En conclusión, los robots no están sirviendo para limpiar la capital del declinante imperio español de nieve, ni, en realidad sirven, salvo alguna escasa excepción, para nada bueno, útil o decente. Su meta última es la sobredominación, en la empresa y en la sociedad. Es decir, valen para lo mismo que la UME. Y, en consecuencia, seguiremos nadie sabe cuanto tiempo bajo los efectos de una nevadita de mediano calibre, convertida por los serviles del aparato mediático en tremendo-suceso-nunca-antes-conocido…

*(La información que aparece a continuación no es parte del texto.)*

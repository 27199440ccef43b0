use colored::*;
use std::env;
use std::io::IsTerminal;

use crate::scoring::{RiskTier, TierColor};

#[derive(Debug, Clone, Copy, PartialEq, Eq)]
pub enum ColorMode {
    Auto,   // Detect based on terminal
    Always, // Force colors on
    Never,  // Force colors off
}

impl ColorMode {
    pub fn should_use_color(&self) -> bool {
        match self {
            Self::Always => true,
            Self::Never => false,
            Self::Auto => detect_color_support(),
        }
    }
}

#[derive(Debug, Clone, Copy, PartialEq, Eq)]
pub enum EmojiMode {
    Auto,
    Always,
    Never,
}

impl EmojiMode {
    pub fn should_use_emoji(&self) -> bool {
        match self {
            Self::Always => true,
            Self::Never => false,
            Self::Auto => detect_color_support(),
        }
    }
}

#[derive(Debug, Clone, Copy, PartialEq, Eq)]
pub struct FormattingConfig {
    pub color: ColorMode,
    pub emoji: EmojiMode,
}

impl Default for FormattingConfig {
    fn default() -> Self {
        Self {
            color: ColorMode::Auto,
            emoji: EmojiMode::Auto,
        }
    }
}

impl FormattingConfig {
    pub fn new(color: ColorMode, emoji: EmojiMode) -> Self {
        Self { color, emoji }
    }

    pub fn from_env() -> Self {
        Self::from_vars(|key| env::var(key).ok())
    }

    /// Resolve color settings from `NO_COLOR`, `CLICOLOR` and `CLICOLOR_FORCE`.
    pub fn from_vars(lookup: impl Fn(&str) -> Option<String>) -> Self {
        let mut config = Self::default();

        // NO_COLOR disables regardless of value (no-color.org)
        if lookup("NO_COLOR").is_some() {
            config.color = ColorMode::Never;
        }

        if lookup("CLICOLOR").as_deref() == Some("0") {
            config.color = ColorMode::Never;
        }

        if lookup("CLICOLOR_FORCE").as_deref() == Some("1") {
            config.color = ColorMode::Always;
        }

        config
    }

    /// ASCII-only, no colors, no emoji
    pub fn plain() -> Self {
        Self {
            color: ColorMode::Never,
            emoji: EmojiMode::Never,
        }
    }
}

pub trait OutputFormatter {
    fn success(&self, text: &str) -> String;
    fn error(&self, text: &str) -> String;
    fn warning(&self, text: &str) -> String;
    fn header(&self, text: &str) -> String;
    fn emoji(&self, emoji: &str, fallback: &str) -> String;
    fn bold(&self, text: &str) -> String;
    fn dim(&self, text: &str) -> String;
    /// Paint `text` in the display color of `tier`.
    fn tier(&self, tier: RiskTier, text: &str) -> String;
}

pub struct ColoredFormatter {
    config: FormattingConfig,
}

impl ColoredFormatter {
    pub fn new(config: FormattingConfig) -> Self {
        colored::control::set_override(config.color.should_use_color());
        Self { config }
    }

    fn paint(&self, text: &str, style: impl FnOnce(&str) -> ColoredString) -> String {
        if self.config.color.should_use_color() {
            style(text).to_string()
        } else {
            text.to_string()
        }
    }
}

impl OutputFormatter for ColoredFormatter {
    fn success(&self, text: &str) -> String {
        self.paint(text, |t| t.green())
    }

    fn error(&self, text: &str) -> String {
        self.paint(text, |t| t.red())
    }

    fn warning(&self, text: &str) -> String {
        self.paint(text, |t| t.yellow())
    }

    fn header(&self, text: &str) -> String {
        self.paint(text, |t| t.blue().bold())
    }

    fn emoji(&self, emoji: &str, fallback: &str) -> String {
        if self.config.emoji.should_use_emoji() {
            emoji.to_string()
        } else {
            fallback.to_string()
        }
    }

    fn bold(&self, text: &str) -> String {
        self.paint(text, |t| t.bold())
    }

    fn dim(&self, text: &str) -> String {
        self.paint(text, |t| t.dimmed())
    }

    fn tier(&self, tier: RiskTier, text: &str) -> String {
        self.paint(text, |t| match tier.color() {
            TierColor::Green => t.green().bold(),
            TierColor::Yellow => t.yellow().bold(),
            // no named orange in ANSI 16
            TierColor::Orange => t.truecolor(255, 140, 0).bold(),
            TierColor::Red => t.red().bold(),
        })
    }
}

pub struct PlainFormatter;

impl OutputFormatter for PlainFormatter {
    fn success(&self, text: &str) -> String {
        text.to_string()
    }

    fn error(&self, text: &str) -> String {
        text.to_string()
    }

    fn warning(&self, text: &str) -> String {
        text.to_string()
    }

    fn header(&self, text: &str) -> String {
        text.to_string()
    }

    fn emoji(&self, _emoji: &str, fallback: &str) -> String {
        fallback.to_string()
    }

    fn bold(&self, text: &str) -> String {
        text.to_string()
    }

    fn dim(&self, text: &str) -> String {
        text.to_string()
    }

    fn tier(&self, _tier: RiskTier, text: &str) -> String {
        text.to_string()
    }
}

/// Pick the formatter for a run; `--plain` wins over the environment.
pub fn formatter_for(plain: bool) -> Box<dyn OutputFormatter> {
    if plain {
        Box::new(PlainFormatter)
    } else {
        Box::new(ColoredFormatter::new(FormattingConfig::from_env()))
    }
}

/// Tier label with its marker, e.g. `🟠 RISCO ALTO (NÍVEL 3)` or
/// `[ALTO] RISCO ALTO (NÍVEL 3)` when emoji are off.
pub fn tier_badge(formatter: &dyn OutputFormatter, tier: RiskTier) -> String {
    let fallback = format!("[{}]", tier.name());
    let marker = formatter.emoji(tier.emoji(), &fallback);
    formatter.tier(tier, &format!("{} {}", marker, tier.label()))
}

fn detect_color_support() -> bool {
    if let Ok(term) = env::var("TERM") {
        if term == "dumb" {
            return false;
        }
    }

    std::io::stdout().is_terminal()
}

#[cfg(test)]
mod tests {
    use super::*;
    use pretty_assertions::assert_eq;

    fn vars<'a>(pairs: &'a [(&'a str, &'a str)]) -> impl Fn(&str) -> Option<String> + 'a {
        move |key| {
            pairs
                .iter()
                .find(|(k, _)| *k == key)
                .map(|(_, v)| v.to_string())
        }
    }

    #[test]
    fn test_no_color_disables_color() {
        let config = FormattingConfig::from_vars(vars(&[("NO_COLOR", "")]));
        assert_eq!(config.color, ColorMode::Never);
    }

    #[test]
    fn test_clicolor_force_overrides() {
        let config = FormattingConfig::from_vars(vars(&[("CLICOLOR", "0"), ("CLICOLOR_FORCE", "1")]));
        assert_eq!(config.color, ColorMode::Always);
    }

    #[test]
    fn test_unset_environment_is_auto() {
        let config = FormattingConfig::from_vars(vars(&[]));
        assert_eq!(config, FormattingConfig::default());
    }

    #[test]
    fn test_plain_badge_uses_ascii_marker() {
        assert_eq!(
            tier_badge(&PlainFormatter, RiskTier::Alto),
            "[ALTO] RISCO ALTO (NÍVEL 3)"
        );
    }

    #[test]
    fn test_colored_formatter_without_color_is_identity() {
        let formatter = ColoredFormatter::new(FormattingConfig::plain());
        assert_eq!(formatter.tier(RiskTier::Grave, "x"), "x");
        assert_eq!(formatter.emoji("🔴", "[RED]"), "[RED]");
    }
}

[1]Un buen estudio probatorio de esto se encuentra en el libro “El Estado emprendedor”, de Mariana Mazzucato, donde pone en evidencia el trasfondo estatal, militar, de las actividades de Steve Jobs y sus iPhone, aunque la autora, como le sucede a todos los intelectuales, tiene mucho cuidado con no dañar la imagen pública del ejercito imperialista yanqui ni el horripilante prestigio de la actual tecnología, estatal-militar al 99%. Lo que pone en evidencia, ya parcialmente conocido, es la norma general, casi absoluta, en todas las invenciones tecnológicas contemporáneas, verdad que casi todos, por no decir lisa y llanamente todos, los “pensadores” e Intelectuales actuales se niegan a admitir y mucho menos a denunciar, pues no casualmente son todos ellos agentes y funcionarios del ente estatal, del que dependen económicamente. Lo exitoso de sus carreras está en proporción directa a sus silencios, sus ocultaciones, sus sofismas, sus embustes y sus demagogias. Hoy la propaganda ha sustituido a la objetividad y el esfuerzo por la verdad.
[2]Estos deshechos humanos (de los que nadie se acuerdo, salvo para mofarse de ellos, por ejemplo, en EEUU donde se les califica de “basura blanca”, una expresión racista intolerable) tienen que ser luego, después de terminar su fase productiva, mantenidos por la sociedad, a través del Estado, que les tiene que otorgar pensiones, servicios médicos, desintoxicaciones, etc., todo lo cual vale caro, muy caro, y se paga con un sistema fiscal cada día más filibustero. Así, paso a paso, avanzamos hacia una sociedad de la pobreza creciente y universal para el 80% de la población, debido al crecimiento en flecha de los gastos de megadominación, empresariales y estatales. El remedio a ello es el final del capitalismo, una economía comunal con trabajo libre.
[3]Sobre estos asuntos, mi análisis está en “Autoaniquilación” y en “Erótica creadora de vida”, dos de mis últimos libros. En particular, en el primero de ellos.